His company was able to provide food to the National Basketball Association during the playoffs and the 2019-2020 Championship inside the quarantined facility, “The Bubble,” at Walt Disney World, which has helped business tremendously. she declared.

“We were one of the few companies allowed to deliver inside the bubble,” McKinney said. “It was a very exciting experience. But we’re still not clear with the new Delta variant on the rise. “

McKinney said they have adjusted their schedules and put customers at ease by offering pickup, take out and curbside delivery.

Ernest Strickland, president / CEO of the Black Business Association of Memphis, said many small black businesses were struggling to find consistent capital before the pandemic swept across the country.

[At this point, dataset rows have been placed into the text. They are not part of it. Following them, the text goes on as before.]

//! Gesture recognition engine
//!
//! Turns batches of raw four-channel photodiode samples drained from the gesture FIFO
//! into a single classified hand motion. Nothing in here touches the bus.

/// All four channels of a row must exceed this value for the row to be considered.
pub const GESTURE_THRESHOLD_OUT: u8 = 10;

/// Accumulated ratio delta needed to commit a swipe along one axis.
pub const GESTURE_SENSITIVITY_1: i32 = 50;

/// Per-batch ratio delta below which a batch is a near/far candidate.
pub const GESTURE_SENSITIVITY_2: i32 = 20;

/// Depth of the gesture FIFO in rows.
pub const GESTURE_FIFO_DEPTH: usize = 32;

/// Minimum number of zero-delta batches before a near/far event is committed.
const NEAR_COUNT_MIN: u32 = 10;

/// Minimum number of small non-zero-delta batches before a near/far event is committed.
const FAR_COUNT_MIN: u32 = 2;

/// Classified hand motion.
#[derive(Copy, Clone, Debug, Default, Eq, PartialEq)]
pub enum Direction {
    #[default]
    None,
    Up,
    Down,
    Left,
    Right,
    Near,
    Far,
}

impl core::fmt::Display for Direction {
    fn fmt(&self, f: &mut core::fmt::Formatter<'_>) -> core::fmt::Result {
        let name = match self {
            Direction::None => "none",
            Direction::Up => "up",
            Direction::Down => "down",
            Direction::Left => "left",
            Direction::Right => "right",
            Direction::Near => "near",
            Direction::Far => "far",
        };
        f.write_str(name)
    }
}

/// Committed near/far outcome of a session.
#[derive(Copy, Clone, Debug, Default, Eq, PartialEq)]
pub enum StableState {
    #[default]
    None,
    Near,
    Far,
}

/// One row of the gesture FIFO.
#[derive(Copy, Clone, Debug, Default, Eq, PartialEq)]
pub struct Sample {
    pub up: u8,
    pub down: u8,
    pub left: u8,
    pub right: u8,
}

impl Sample {
    pub const fn new(up: u8, down: u8, left: u8, right: u8) -> Self {
        Self {
            up,
            down,
            left,
            right,
        }
    }

    fn above_threshold(&self) -> bool {
        self.up > GESTURE_THRESHOLD_OUT
            && self.down > GESTURE_THRESHOLD_OUT
            && self.left > GESTURE_THRESHOLD_OUT
            && self.right > GESTURE_THRESHOLD_OUT
    }

    /// Up/down and left/right ratios in percent, or `None` if a denominator is zero.
    fn ratios(&self) -> Option<(i32, i32)> {
        Some((
            percent_ratio(self.up, self.down)?,
            percent_ratio(self.left, self.right)?,
        ))
    }
}

/// `(a - b) * 100 / (a + b)`, truncated toward zero.
fn percent_ratio(a: u8, b: u8) -> Option<i32> {
    let (a, b) = (i32::from(a), i32::from(b));
    let sum = a + b;
    if sum == 0 {
        return None;
    }
    Some((a - b) * 100 / sum)
}

/// Samples of one polling batch.
#[derive(Copy, Clone, Debug)]
pub struct GestureBuffer {
    samples: [Sample; GESTURE_FIFO_DEPTH],
    len: usize,
}

impl Default for GestureBuffer {
    fn default() -> Self {
        Self::new()
    }
}

impl GestureBuffer {
    pub const fn new() -> Self {
        Self {
            samples: [Sample::new(0, 0, 0, 0); GESTURE_FIFO_DEPTH],
            len: 0,
        }
    }

    /// Appends a row to the batch. Rows beyond the FIFO depth are dropped.
    pub fn push(&mut self, sample: Sample) {
        if self.len >= GESTURE_FIFO_DEPTH {
            log::warn!("Gesture buffer full, dropping sample {:?}", sample);
            return;
        }
        self.samples[self.len] = sample;
        self.len += 1;
    }

    /// Appends one row per complete U/D/L/R byte group of a FIFO burst.
    pub fn extend_from_fifo(&mut self, data: &[u8]) {
        for row in data.chunks_exact(4) {
            self.push(Sample::new(row[0], row[1], row[2], row[3]));
        }
    }

    pub fn clear(&mut self) {
        self.len = 0;
    }

    pub fn len(&self) -> usize {
        self.len
    }

    pub fn is_empty(&self) -> bool {
        self.len == 0
    }

    pub fn samples(&self) -> &[Sample] {
        &self.samples[..self.len]
    }
}

/// Accumulated state of one gesture detection session.
#[derive(Copy, Clone, Debug, Default, Eq, PartialEq)]
pub struct SessionState {
    pub ud_delta: i32,
    pub lr_delta: i32,
    pub ud_count: i8,
    pub lr_count: i8,
    pub near_count: u32,
    pub far_count: u32,
    pub stable_state: StableState,
    pub last_motion: Direction,
}

impl SessionState {
    pub fn reset(&mut self) {
        *self = Self::default();
    }
}

/// Maps an accumulated delta onto -1, 0 or 1.
fn axis_count(delta: i32) -> i8 {
    if delta >= GESTURE_SENSITIVITY_1 {
        1
    } else if delta <= -GESTURE_SENSITIVITY_1 {
        -1
    } else {
        0
    }
}

/// Folds one drained batch into the session state.
///
/// Returns `true` when a near/far decision has been committed. Batches of four rows or
/// fewer, or without any row above [`GESTURE_THRESHOLD_OUT`] on all channels, leave the
/// state untouched.
pub fn classify_batch(buffer: &GestureBuffer, state: &mut SessionState) -> bool {
    let samples = buffer.samples();
    if samples.len() <= 4 {
        return false;
    }

    let Some(first) = samples.iter().find(|s| s.above_threshold()) else {
        return false;
    };
    let Some(last) = samples.iter().rev().find(|s| s.above_threshold()) else {
        return false;
    };

    let (Some((ud_first, lr_first)), Some((ud_last, lr_last))) = (first.ratios(), last.ratios())
    else {
        return false;
    };

    let ud_delta = ud_last - ud_first;
    let lr_delta = lr_last - lr_first;

    state.ud_delta = state.ud_delta.saturating_add(ud_delta);
    state.lr_delta = state.lr_delta.saturating_add(lr_delta);

    state.ud_count = axis_count(state.ud_delta);
    state.lr_count = axis_count(state.lr_delta);

    log::trace!(
        "Batch of {} rows: ud_delta={} lr_delta={} (accumulated {} / {})",
        samples.len(),
        ud_delta,
        lr_delta,
        state.ud_delta,
        state.lr_delta
    );

    if ud_delta.abs() >= GESTURE_SENSITIVITY_2 || lr_delta.abs() >= GESTURE_SENSITIVITY_2 {
        return false;
    }

    let motionless = ud_delta == 0 && lr_delta == 0;

    if state.ud_count == 0 && state.lr_count == 0 {
        if motionless {
            state.near_count += 1;
        } else {
            state.far_count += 1;
        }

        if state.near_count >= NEAR_COUNT_MIN && state.far_count >= FAR_COUNT_MIN {
            state.stable_state = if motionless {
                StableState::Near
            } else {
                StableState::Far
            };
            return true;
        }
    } else {
        // A hand hovering after a partial swipe cancels the swipe but never commits near/far.
        if motionless {
            state.near_count += 1;
        }

        if state.near_count >= NEAR_COUNT_MIN {
            state.ud_count = 0;
            state.lr_count = 0;
            state.ud_delta = 0;
            state.lr_delta = 0;
        }
    }

    false
}

/// Resolves the accumulated state into a direction.
///
/// When both axes are committed the axis with the strictly larger accumulated delta wins,
/// ties go to the left/right axis.
pub fn decode(state: &SessionState) -> Direction {
    match state.stable_state {
        StableState::Near => return Direction::Near,
        StableState::Far => return Direction::Far,
        StableState::None => {}
    }

    let ud_dominant = state.ud_delta.unsigned_abs() > state.lr_delta.unsigned_abs();

    match (state.ud_count, state.lr_count) {
        (-1, 0) => Direction::Up,
        (1, 0) => Direction::Down,
        (0, 1) => Direction::Right,
        (0, -1) => Direction::Left,
        (-1, 1) if ud_dominant => Direction::Up,
        (-1, 1) => Direction::Right,
        (1, -1) if ud_dominant => Direction::Down,
        (1, -1) => Direction::Left,
        (-1, -1) if ud_dominant => Direction::Up,
        (-1, -1) => Direction::Left,
        (1, 1) if ud_dominant => Direction::Down,
        (1, 1) => Direction::Right,
        _ => Direction::None,
    }
}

Because they were underfunded, Strickland said, they started operating in survival mode. The government is quarantining businesses and fear of infection has caused customers to stay away.

H&R Block conducted a study which found that more than half of black-owned businesses experienced a 50% drop in revenue during the pandemic, compared to 37% of white business owners.

A study from the University of California at Santa Clara found that 41% of black-owned businesses across the country closed between February and April 2020, compared to 17% of white businesses.

“A common problem that I saw in most black businesses that failed was the lack of proper accounting and bookkeeping,” Strickland said. “Businesses weren’t able to apply for PPP loans because they weren’t taking care of their books. “

In response to the issue, Strickland said his association had partnered with the local government to provide a grant program to businesses in need of help. The program targeted solo entrepreneurs such as barbers, beauticians and other small business owners, he said.

“We have helped raise and distribute over a million dollars to local businesses that have been greatly affected,” he said.